A recent study published in the journal Annals of the Rheumatic Diseases has indicated that discontinuing long-term, low-dose glucocorticoid use after three months is both feasible and safe for elderly patients with rheumatoid arthritis (RA).
The GLORIA trial, a randomized placebo-controlled study, examined the effects of adding prednisolone 5 mg/day to standard therapy for two years in RA patients aged 65 and older. According to Mr.
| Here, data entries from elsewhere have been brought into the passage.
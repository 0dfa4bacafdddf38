//! Resilient HTTP fetch primitive.
//!
//! Features:
//! - Ordered relay-proxy failover (selected proxy or direct first)
//! - Per-attempt timeouts, no composed global deadline
//! - HTML-error-page detection on JSON endpoints, body buffered once
//! - Direct retry loop with exponential backoff, skipped on 4xx
//! - Cooperative cancellation on every attempt and backoff sleep

pub mod proxy;
pub mod sniff;

use std::time::Duration;

use bytes::Bytes;
use rand::Rng;
use reqwest::header::CONTENT_TYPE;
use reqwest::{Client, Request, RequestBuilder, StatusCode};
use serde::de::DeserializeOwned;
use thiserror::Error;
use tokio_util::sync::CancellationToken;
use tracing::{debug, instrument, warn};

pub use proxy::{ProxyRoute, Route};

/// Default bound on a single attempt.
pub const DEFAULT_ATTEMPT_TIMEOUT: Duration = Duration::from_secs(8);

/// Transient fetch failures. Source adapters absorb these into empty results.
#[derive(Debug, Error)]
pub enum FetchError {
    #[error("request to {url} timed out after {timeout:?}")]
    Timeout { url: String, timeout: Duration },

    #[error("network error: {0}")]
    Network(#[from] reqwest::Error),

    #[error("HTTP {status} from {url}")]
    Status { status: StatusCode, url: String },

    #[error("invalid content from {url}: {reason}")]
    InvalidContent { url: String, reason: String },

    #[error("response from {url} is not the expected JSON: {source}")]
    Decode {
        url: String,
        #[source]
        source: serde_json::Error,
    },

    #[error("request cancelled")]
    Cancelled,

    #[error("no fetch attempt was made for {0}")]
    NoAttempts(String),
}

impl FetchError {
    /// HTTP status, if the failure was a non-2xx response.
    pub fn status(&self) -> Option<StatusCode> {
        match self {
            FetchError::Status { status, .. } => Some(*status),
            _ => None,
        }
    }

    /// 4xx responses are not retried.
    pub fn is_client_error(&self) -> bool {
        self.status().is_some_and(|s| s.is_client_error())
    }
}

/// Per-call fetch behavior.
#[derive(Debug, Clone)]
pub struct FetchOptions {
    pub attempt_timeout: Duration,
    /// Attempts in the direct retry loop that follows the proxy pass.
    pub direct_retries: u32,
    /// First backoff delay; doubles on every retry.
    pub backoff_base: Duration,
    /// Reject HTML bodies and `text/html` responses.
    pub expect_json: bool,
    /// Disable for credentialed calls that must not go through relays.
    pub use_proxies: bool,
    pub headers: Vec<(String, String)>,
}

impl Default for FetchOptions {
    fn default() -> Self {
        Self {
            attempt_timeout: DEFAULT_ATTEMPT_TIMEOUT,
            direct_retries: 3,
            backoff_base: Duration::from_millis(250),
            expect_json: true,
            use_proxies: true,
            headers: Vec::new(),
        }
    }
}

impl FetchOptions {
    #[must_use]
    pub fn with_attempt_timeout(mut self, timeout: Duration) -> Self {
        self.attempt_timeout = timeout;
        self
    }

    #[must_use]
    pub fn with_direct_retries(mut self, retries: u32) -> Self {
        self.direct_retries = retries;
        self
    }

    #[must_use]
    pub fn with_backoff_base(mut self, base: Duration) -> Self {
        self.backoff_base = base;
        self
    }

    #[must_use]
    pub fn with_header(mut self, name: impl Into<String>, value: impl Into<String>) -> Self {
        self.headers.push((name.into(), value.into()));
        self
    }

    #[must_use]
    pub fn without_proxies(mut self) -> Self {
        self.use_proxies = false;
        self
    }

    #[must_use]
    pub fn accept_any_content(mut self) -> Self {
        self.expect_json = false;
        self
    }

    /// Delay before retry `attempt` (0-based), with up to 25% jitter.
    fn backoff(&self, attempt: u32) -> Duration {
        let scaled = self.backoff_base.saturating_mul(1 << attempt.min(6));
        let jitter_ms = u64::try_from(self.backoff_base.as_millis() / 4).unwrap_or(0);
        let jitter = rand::thread_rng().gen_range(0..=jitter_ms);
        scaled + Duration::from_millis(jitter)
    }
}

/// A successful, validated response with its body already buffered.
///
/// The body can be read any number of times.
#[derive(Debug, Clone)]
pub struct FetchResponse {
    pub status: StatusCode,
    pub content_type: Option<String>,
    pub body: Bytes,
    /// URL actually requested (after proxy rewriting).
    pub url: String,
    /// Label of the route that produced the response.
    pub route: String,
}

impl FetchResponse {
    pub fn bytes(&self) -> &Bytes {
        &self.body
    }

    pub fn text(&self) -> String {
        String::from_utf8_lossy(&self.body).into_owned()
    }

    pub fn json<T: DeserializeOwned>(&self) -> Result<T, FetchError> {
        serde_json::from_slice(&self.body).map_err(|source| FetchError::Decode {
            url: self.url.clone(),
            source,
        })
    }
}

/// HTTP client with proxy failover and retries.
pub struct ResilientFetcher {
    client: Client,
    proxies: Vec<ProxyRoute>,
    selected_proxy: Option<String>,
}

impl ResilientFetcher {
    /// Fetcher without relay proxies.
    pub fn new() -> Result<Self, FetchError> {
        Self::with_proxies(Vec::new(), None)
    }

    /// Fetcher that tries `selected` first, then the remaining `proxies`.
    pub fn with_proxies(
        proxies: Vec<ProxyRoute>,
        selected: Option<String>,
    ) -> Result<Self, FetchError> {
        let client = Client::builder()
            .user_agent(concat!("reelsource/", env!("CARGO_PKG_VERSION")))
            // Keep connections alive for reuse across providers
            .pool_max_idle_per_host(10)
            .pool_idle_timeout(Duration::from_secs(90))
            .tcp_keepalive(Duration::from_secs(60))
            .tcp_nodelay(true)
            .use_rustls_tls()
            .brotli(true)
            .gzip(true)
            .deflate(true)
            .connect_timeout(Duration::from_secs(10))
            .redirect(reqwest::redirect::Policy::limited(10))
            .build()?;

        Ok(Self {
            client,
            proxies,
            selected_proxy: selected,
        })
    }

    pub fn proxies(&self) -> &[ProxyRoute] {
        &self.proxies
    }

    /// Underlying reqwest client, for building non-GET requests.
    pub fn client(&self) -> &Client {
        &self.client
    }

    /// GET `url` through the proxy plan, then the direct retry loop.
    ///
    /// Returns the first response that succeeds and passes content
    /// validation, otherwise the last error seen.
    #[instrument(skip(self, options, cancel), fields(url = %url))]
    pub async fn fetch(
        &self,
        url: &str,
        options: &FetchOptions,
        cancel: &CancellationToken,
    ) -> Result<FetchResponse, FetchError> {
        let plan = if options.use_proxies {
            proxy::attempt_plan(&self.proxies, self.selected_proxy.as_deref())
        } else {
            vec![Route::Direct]
        };

        let mut last_error = None;
        let mut direct_rejection = None;
        for route in &plan {
            match self.attempt(url, *route, options, cancel).await {
                Ok(response) => return Ok(response),
                Err(FetchError::Cancelled) => return Err(FetchError::Cancelled),
                Err(e) if *route == Route::Direct && e.is_client_error() => {
                    // Geo and CORS blocks show up as 4xx; relays can still succeed
                    warn!(error = %e, "Direct fetch rejected, trying relays");
                    direct_rejection = Some(e);
                }
                Err(e) => {
                    warn!(route = route.label(), error = %e, "Fetch attempt failed");
                    last_error = Some(e);
                }
            }
        }

        // Direct 4xx is final once the relays are exhausted
        if let Some(e) = direct_rejection {
            return Err(e);
        }

        for attempt in 0..options.direct_retries {
            let delay = options.backoff(attempt);
            debug!(attempt, ?delay, "Backing off before direct retry");
            tokio::select! {
                () = cancel.cancelled() => return Err(FetchError::Cancelled),
                () = tokio::time::sleep(delay) => {}
            }

            match self.attempt(url, Route::Direct, options, cancel).await {
                Ok(response) => return Ok(response),
                Err(FetchError::Cancelled) => return Err(FetchError::Cancelled),
                Err(e) if e.is_client_error() => {
                    warn!(attempt, error = %e, "Direct fetch rejected, not retrying");
                    return Err(e);
                }
                Err(e) => {
                    warn!(attempt, error = %e, "Direct fetch failed");
                    last_error = Some(e);
                }
            }
        }

        Err(last_error.unwrap_or_else(|| FetchError::NoAttempts(url.to_string())))
    }

    /// Run one prepared request (e.g. a POST) as a single bounded attempt.
    pub async fn execute(
        &self,
        request: RequestBuilder,
        options: &FetchOptions,
        cancel: &CancellationToken,
    ) -> Result<FetchResponse, FetchError> {
        if cancel.is_cancelled() {
            return Err(FetchError::Cancelled);
        }
        let request = request.build()?;
        self.run(request, Route::Direct.label(), options, cancel).await
    }

    async fn attempt(
        &self,
        url: &str,
        route: Route<'_>,
        options: &FetchOptions,
        cancel: &CancellationToken,
    ) -> Result<FetchResponse, FetchError> {
        if cancel.is_cancelled() {
            return Err(FetchError::Cancelled);
        }

        let target = route.target(url);
        let mut builder = self.client.get(&target);
        for (name, value) in &options.headers {
            builder = builder.header(name.as_str(), value.as_str());
        }
        let request = builder.build()?;
        self.run(request, route.label(), options, cancel).await
    }

    async fn run(
        &self,
        request: Request,
        route: &str,
        options: &FetchOptions,
        cancel: &CancellationToken,
    ) -> Result<FetchResponse, FetchError> {
        let url = request.url().to_string();

        let exchange = async {
            let response = self.client.execute(request).await?;
            let status = response.status();
            if !status.is_success() {
                return Err(FetchError::Status {
                    status,
                    url: url.clone(),
                });
            }

            let content_type = response
                .headers()
                .get(CONTENT_TYPE)
                .and_then(|v| v.to_str().ok())
                .map(str::to_string);
            let body = response.bytes().await?;

            if options.expect_json {
                if let Some(reason) = sniff::reject_non_json(content_type.as_deref(), &body) {
                    return Err(FetchError::InvalidContent {
                        url: url.clone(),
                        reason,
                    });
                }
            }

            debug!(%status, route, bytes = body.len(), "Response received");
            Ok::<_, FetchError>(FetchResponse {
                status,
                content_type,
                body,
                url: url.clone(),
                route: route.to_string(),
            })
        };

        tokio::select! {
            biased;
            () = cancel.cancelled() => Err(FetchError::Cancelled),
            result = tokio::time::timeout(options.attempt_timeout, exchange) => match result {
                Ok(inner) => inner,
                Err(_) => Err(FetchError::Timeout {
                    url: url.clone(),
                    timeout: options.attempt_timeout,
                }),
            },
        }
    }
}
Almayali, the tapering of prednisolone demonstrated a slight increase in the risk of flaring, without any signs of adrenal insufficiency, and led to a mild elevation in disease activity levels comparable to the placebo group. The trial included a total of 191 eligible patients, with 36 of them participating only in the flare analysis due to meeting treatment-related flare criteria. In the prednisolone group (n=76), the mean change in the 28-joint Disease Activity Score (DAS-28) at follow-up was 0.2 (1.0), while in the placebo group (n=79), it was 0.0 (1.2). After adjusting for baseline, the between-group difference in DAS-28 progression was calculated at 0.16 (P =0.12). The prednisolone users experienced flares at a rate of 45%, compared to 33% in the placebo group, resulting in a relative risk of 1.37 (P =0.12). Importantly, no evidence of adrenal insufficiency was detected. This suggests that the use of low-dose prednisolone can be safely discontinued after a two-year duration.
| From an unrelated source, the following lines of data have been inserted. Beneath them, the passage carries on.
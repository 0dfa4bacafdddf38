//! Hash-keyed merge of per-source results.
//!
//! Sources are merged in the order given (fan-out order, not completion
//! order). The first stream seen for an info hash is kept as-is, including
//! its attribution; later duplicates are dropped without reconciling
//! fields. Direct-URL streams and streams without a hash have no stable
//! identity and are never collapsed.

use std::collections::HashSet;

use crate::stream::{InfoHash, SourceKind, Stream};

/// Identity used for deduplication.
#[derive(Debug, Clone, PartialEq, Eq, Hash)]
pub enum DedupKey {
    Hash(InfoHash),
    /// Position of a hashless stream within its provider's result.
    Synthetic { provider_id: String, index: usize },
}

impl DedupKey {
    pub fn for_stream(stream: &Stream, index: usize) -> Self {
        match (&stream.source_kind, &stream.info_hash) {
            (SourceKind::Torrent, Some(hash)) => DedupKey::Hash(hash.clone()),
            _ => DedupKey::Synthetic {
                provider_id: stream.provider_id.clone(),
                index,
            },
        }
    }
}

/// Merge per-source stream lists into one list with unique info hashes.
///
/// Works on plain or classified streams alike.
pub fn merge<T: AsRef<Stream>>(per_source: Vec<Vec<T>>) -> Vec<T> {
    let total = per_source.iter().map(Vec::len).sum();
    let mut seen = HashSet::with_capacity(total);
    let mut merged = Vec::with_capacity(total);

    for streams in per_source {
        for (index, item) in streams.into_iter().enumerate() {
            let stream = item.as_ref();
            if seen.insert(DedupKey::for_stream(stream, index)) {
                merged.push(item);
            } else {
                tracing::trace!(
                    provider = %stream.provider_id,
                    hash = ?stream.info_hash,
                    "Dropping duplicate stream"
                );
            }
        }
    }

    merged
}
In another recent systematic review (2023), the safety and effectiveness of long-term, low-dose glucocorticoid use in patients with RA were assessed. The results indicated a low to moderate quality of evidence (QoE) showing improvements in disease activity (DAS28: -0.23; -0.43 to –0.03), function (Health Assessment Questionnaire: -0.09; -0.18 to 0.00), and Larsen scores (-4.61; -7.52 to -1.69) with the use of long-term, low-dose glucocorticoids in RA patients. Considering the moderate to high-quality data related to disease-modifying effects, the benefit-risk ratio for using low-dose, long-term glucocorticoids appears to be reasonable. Despite the low QoE, no evidence of an increased risk of adverse events was observed (incidence rate ratio: 1.08; P = 0.52). The risks associated with death, severe adverse events (AEs), withdrawals due to AEs, and AEs of specific concern were comparable to those of the placebo group (with QoE ranging from very low to moderate). However, infections occurred more frequently with glucocorticoid use (risk ratio: 1.4; range: 1.19–1.65; moderate QoE). Consequently, the study suggests a generally low to moderate quality of evidence for the effectiveness of long-term, low-dose glucocorticoid use in RA, with the exception of an increased risk of infections among glucocorticoid users.
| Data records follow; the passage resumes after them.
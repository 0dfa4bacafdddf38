use anyhow::Result;

use reelsource::classify::classify_text;

use super::output::human_size;

pub fn cmd_classify(text: &str, json: bool) -> Result<()> {
    let c = classify_text(text);
    if json {
        println!("{}", serde_json::to_string_pretty(&c)?);
        return Ok(());
    }

    let show = |v: &Option<String>| v.clone().unwrap_or_else(|| "Unknown".to_string());
    println!("Tier:       {}", c.quality_tier);
    println!("Resolution: {}", show(&c.resolution));
    println!("Codec:      {}", show(&c.codec));
    println!("HDR:        {}", show(&c.hdr));
    println!("Audio:      {}", show(&c.audio));
    println!("Source:     {}", show(&c.source_type));
    if !c.languages.is_empty() {
        println!(
            "Languages:  {}",
            c.languages.iter().cloned().collect::<Vec<_>>().join(", ")
        );
    }
    if let Some(seeds) = c.seed_count {
        println!("Seeders:    {seeds}");
    }
    if let Some(size) = c.size_bytes {
        println!("Size:       {}", human_size(size));
    }
    if c.cached {
        println!("Cached:     yes");
    }
    Ok(())
}
//! `reelsource` - playable-source aggregation for movies and episodes
//!
//! # Features
//!
//! - **Resilient fetch**: relay-proxy failover, per-attempt timeouts, HTML error-page sniffing
//! - **Providers**: installable third-party addons, a torrent aggregator, a DMM hash cache
//! - **Classification**: resolution, codec, HDR, audio, source type, languages, size, seeders
//! - **Debrid**: batch cache verification and direct-URL resolution via `TorBox`
//!
//! # Example
//!
//! ```rust,no_run
//! use std::sync::Arc;
//!
//! use reelsource::{AggregationRequest, Orchestrator, ProviderRegistry, Settings};
//!
//! #[tokio::main]
//! async fn main() -> anyhow::Result<()> {
//!     let settings = Settings::load()?;
//!     let registry = Arc::new(ProviderRegistry::in_memory());
//!     let orchestrator = Orchestrator::from_settings(settings, registry)?;
//!
//!     let result = orchestrator
//!         .search(&AggregationRequest::movie("tt0111161"))
//!         .await?;
//!     println!("{} streams", result.len());
//!     Ok(())
//! }
//! ```

pub mod aggregate;
pub mod cache;
pub mod classify;
pub mod config;
pub mod debrid;
pub mod error;
pub mod fetch;
pub mod merge;
pub mod registry;
pub mod resolve;
pub mod sources;
pub mod stream;

pub use aggregate::{
    AggregationRequest, AggregationResult, AggregationState, Orchestrator, SizeOrder, SourceMode,
};
pub use cache::{CachePolicy, CacheVerifier};
pub use classify::{classify, classify_stream, Classification};
pub use config::{ActiveSource, Settings};
pub use debrid::{DebridError, DebridService, TorboxClient};
pub use error::{ConfigurationError, Error, Result};
pub use fetch::{FetchError, FetchOptions, FetchResponse, ProxyRoute, ResilientFetcher};
pub use registry::{ManifestError, Provider, ProviderRegistry, RegistryError};
pub use resolve::Resolver;
pub use sources::{ContentQuery, RawPayload, SourceAdapter};
pub use stream::{ClassifiedStream, InfoHash, MediaKind, QualityTier, SourceKind, Stream};

/// Version of reelsource
pub const VERSION: &str = env!("CARGO_PKG_VERSION");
The collective evidence suggests that discontinuing long-term, low-dose glucocorticoid use after a certain duration in elderly patients with RA is safe, with minor increases in disease flares. Moreover, while the effectiveness of such glucocorticoid therapy is supported by moderate evidence, concerns regarding an increased risk of infections should be taken into consideration. As with any medical decision, individual patient factors and considerations should guide the approach to glucocorticoid treatment in RA.
References
- Almayali AA, Boers M, Hartman L, Opris D, Bos R, Kok MR, et al. Three-month tapering and discontinuation of long-term, low-dose glucocorticoids in senior patients with rheumatoid arthritis is feasible and safe: placebo-controlled double blind tapering after the GLORIA trial. Annals of the Rheumatic Diseases. 2023 Aug 4.
- Palmowski A, Nielsen SM, Boyadzhieva Z, Schneider A, Pankow A, Hartman L, et al. Safety and efficacy associated with long-term low-dose glucocorticoids in rheumatoid arthritis: a systematic review and meta-analysis. Rheumatology. 2023 Feb 22:kead088.